● **What the task requires**
All lines below are to be output exactly as they stand.

● **Dataset**
▼

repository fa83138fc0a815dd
#![allow(dead_code)]

pub mod synthetic_image;
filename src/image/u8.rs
//! 8-bit single-channel planes: a borrowed strided view and an owned buffer.
use super::check_shape;
use crate::error::Result;
use image::{GrayImage, Luma};

/// Borrowed 8-bit plane (one channel of an image).
#[derive(Clone, Debug)]
pub struct ImageU8<'a> {
    pub w: usize,
    pub h: usize,
    pub stride: usize, // bytes between rows
    pub data: &'a [u8],
}

impl<'a> ImageU8<'a> {
    #[inline]
    pub fn get(&self, x: usize, y: usize) -> u8 {
        self.data[y * self.stride + x]
    }
}

impl<'a> crate::image::traits::ImageView for ImageU8<'a> {
    type Pixel = u8;

    #[inline]
    fn width(&self) -> usize {
        self.w
    }
    #[inline]
    fn height(&self) -> usize {
        self.h
    }
    #[inline]
    fn row(&self, y: usize) -> &[u8] {
        let start = y * self.stride;
        &self.data[start..start + self.w]
    }
}

/// Owned, tightly packed 8-bit plane.
///
/// Used for binary edge masks, the decolorized density and the final maps
/// returned by the pipelines.
#[derive(Clone, Debug, PartialEq, Eq)]
pub struct GrayImageU8 {
    width: usize,
    height: usize,
    data: Vec<u8>,
}

impl GrayImageU8 {
    /// Zero-filled plane of size `width × height`.
    pub fn new(width: usize, height: usize) -> Self {
        Self {
            width,
            height,
            data: vec![0; width * height],
        }
    }

    /// Wrap a row-major buffer described by a `[height, width]` shape.
    ///
    /// Fails with `InvalidInput` unless the shape has exactly two dimensions
    /// and matches the buffer length.
    pub fn from_shape_vec(shape: &[usize], data: Vec<u8>) -> Result<Self> {
        let (height, width) = check_shape(shape, 2, None, data.len())?;
        Ok(Self {
            width,
            height,
            data,
        })
    }

    pub(crate) fn from_raw_parts(width: usize, height: usize, data: Vec<u8>) -> Self {
        debug_assert_eq!(data.len(), width * height);
        Self {
            width,
            height,
            data,
        }
    }

    /// Image width in pixels
    pub fn width(&self) -> usize {
        self.width
    }

    /// Image height in pixels
    pub fn height(&self) -> usize {
        self.height
    }

    #[inline]
    pub fn get(&self, x: usize, y: usize) -> u8 {
        self.data[y * self.width + x]
    }

    #[inline]
    pub fn set(&mut self, x: usize, y: usize, v: u8) {
        self.data[y * self.width + x] = v;
    }

    pub fn as_raw(&self) -> &[u8] {
        &self.data
    }

    pub fn into_raw(self) -> Vec<u8> {
        self.data
    }

    /// Borrow as a read-only `ImageU8` view
    pub fn as_view(&self) -> ImageU8<'_> {
        ImageU8 {
            w: self.width,
            h: self.height,
            stride: self.width,
            data: &self.data,
        }
    }
}

impl crate::image::traits::ImageView for GrayImageU8 {
    type Pixel = u8;

    #[inline]
    fn width(&self) -> usize {
        self.width
    }
    #[inline]
    fn height(&self) -> usize {
        self.height
    }
    #[inline]
    fn row(&self, y: usize) -> &[u8] {
        let start = y * self.width;
        &self.data[start..start + self.width]
    }
}

impl crate::image::traits::ImageViewMut for GrayImageU8 {
    #[inline]
    fn row_mut(&mut self, y: usize) -> &mut [u8] {
        let start = y * self.width;
        &mut self.data[start..start + self.width]
    }
}

impl From<GrayImageU8> for GrayImage {
    fn from(plane: GrayImageU8) -> Self {
        GrayImage::from_fn(plane.width as u32, plane.height as u32, |x, y| {
            Luma([plane.get(x as usize, y as usize)])
        })
    }
}

#[cfg(test)]
mod tests {
    use super::*;
    use crate::error::Error;
    use crate::image::ImageView;

    #[test]
    fn from_shape_vec_rejects_three_dimensions() {
        let err = GrayImageU8::from_shape_vec(&[2, 2, 1], vec![0; 4]).unwrap_err();
        assert!(matches!(err, Error::InvalidInput(_)));
    }

    #[test]
    fn view_rows_match_buffer() {
        let plane = GrayImageU8::from_shape_vec(&[2, 3], vec![1, 2, 3, 4, 5, 6]).unwrap();
        let view = plane.as_view();
        assert_eq!(view.row(1), &[4, 5, 6]);
        assert_eq!(view.get(2, 0), 3);
    }

    #[test]
    fn converts_into_image_crate_buffer() {
        let plane = GrayImageU8::from_shape_vec(&[1, 2], vec![7, 9]).unwrap();
        let gray: GrayImage = plane.into();
        assert_eq!(gray.dimensions(), (2, 1));
        assert_eq!(gray.get_pixel(1, 0)[0], 9);
    }
}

▲

● **Finished task**
repository fa83138fc0a815dd
#![allow(dead_code)]

pub mod synthetic_image;
filename src/image/u8.rs
//! 8-bit single-channel planes: a borrowed strided view and an owned buffer.
use super::check_shape;
use crate::error::Result;
use image::{GrayImage, Luma};

/// Borrowed 8-bit plane (one channel of an image).
#[derive(Clone, Debug)]
pub struct ImageU8<'a> {
    pub w: usize,
    pub h: usize,
    pub stride: usize, // bytes between rows
    pub data: &'a [u8],
}

impl<'a> ImageU8<'a> {
    #[inline]
    pub fn get(&self, x: usize, y: usize) -> u8 {
        self.data[y * self.stride + x]
    }
}

impl<'a> crate::image::traits::ImageView for ImageU8<'a> {
    type Pixel = u8;

    #[inline]
    fn width(&self) -> usize {
        self.w
    }
    #[inline]
    fn height(&self) -> usize {
        self.h
    }
    #[inline]
    fn row(&self, y: usize) -> &[u8] {
        let start = y * self.stride;
        &self.data[start..start + self.w]
    }
}

/// Owned, tightly packed 8-bit plane.
///
/// Used for binary edge masks, the decolorized density and the final maps
/// returned by the pipelines.
#[derive(Clone, Debug, PartialEq, Eq)]
pub struct GrayImageU8 {
    width: usize,
    height: usize,
    data: Vec<u8>,
}

impl GrayImageU8 {
    /// Zero-filled plane of size `width × height`.
    pub fn new(width: usize, height: usize) -> Self {
        Self {
            width,
            height,
            data: vec![0; width * height],
        }
    }

    /// Wrap a row-major buffer described by a `[height, width]` shape.
    ///
    /// Fails with `InvalidInput` unless the shape has exactly two dimensions
    /// and matches the buffer length.
    pub fn from_shape_vec(shape: &[usize], data: Vec<u8>) -> Result<Self> {
        let (height, width) = check_shape(shape, 2, None, data.len())?;
        Ok(Self {
            width,
            height,
            data,
        })
    }

    pub(crate) fn from_raw_parts(width: usize, height: usize, data: Vec<u8>) -> Self {
        debug_assert_eq!(data.len(), width * height);
        Self {
            width,
            height,
            data,
        }
    }

    /// Image width in pixels
    pub fn width(&self) -> usize {
        self.width
    }

    /// Image height in pixels
    pub fn height(&self) -> usize {
        self.height
    }

    #[inline]
    pub fn get(&self, x: usize, y: usize) -> u8 {
        self.data[y * self.width + x]
    }

    #[inline]
    pub fn set(&mut self, x: usize, y: usize, v: u8) {
        self.data[y * self.width + x] = v;
    }

    pub fn as_raw(&self) -> &[u8] {
        &self.data
    }

    pub fn into_raw(self) -> Vec<u8> {
        self.data
    }

    /// Borrow as a read-only `ImageU8` view
    pub fn as_view(&self) -> ImageU8<'_> {
        ImageU8 {
            w: self.width,
            h: self.height,
            stride: self.width,
            data: &self.data,
        }
    }
}

impl crate::image::traits::ImageView for GrayImageU8 {
    type Pixel = u8;

    #[inline]
    fn width(&self) -> usize {
        self.width
    }
    #[inline]
    fn height(&self) -> usize {
        self.height
    }
    #[inline]
    fn row(&self, y: usize) -> &[u8] {
        let start = y * self.width;
        &self.data[start..start + self.width]
    }
}

impl crate::image::traits::ImageViewMut for GrayImageU8 {
    #[inline]
    fn row_mut(&mut self, y: usize) -> &mut [u8] {
        let start = y * self.width;
        &mut self.data[start..start + self.width]
    }
}

impl From<GrayImageU8> for GrayImage {
    fn from(plane: GrayImageU8) -> Self {
        GrayImage::from_fn(plane.width as u32, plane.height as u32, |x, y| {
            Luma([plane.get(x as usize, y as usize)])
        })
    }
}

#[cfg(test)]
mod tests {
    use super::*;
    use crate::error::Error;
    use crate::image::ImageView;

    #[test]
    fn from_shape_vec_rejects_three_dimensions() {
        let err = GrayImageU8::from_shape_vec(&[2, 2, 1], vec![0; 4]).unwrap_err();
        assert!(matches!(err, Error::InvalidInput(_)));
    }

    #[test]
    fn view_rows_match_buffer() {
        let plane = GrayImageU8::from_shape_vec(&[2, 3], vec![1, 2, 3, 4, 5, 6]).unwrap();
        let view = plane.as_view();
        assert_eq!(view.row(1), &[4, 5, 6]);
        assert_eq!(view.get(2, 0), 3);
    }

    #[test]
    fn converts_into_image_crate_buffer() {
        let plane = GrayImageU8::from_shape_vec(&[1, 2], vec![7, 9]).unwrap();
        let gray: GrayImage = plane.into();
        assert_eq!(gray.dimensions(), (2, 1));
        assert_eq!(gray.get_pixel(1, 0)[0], 9);
    }
}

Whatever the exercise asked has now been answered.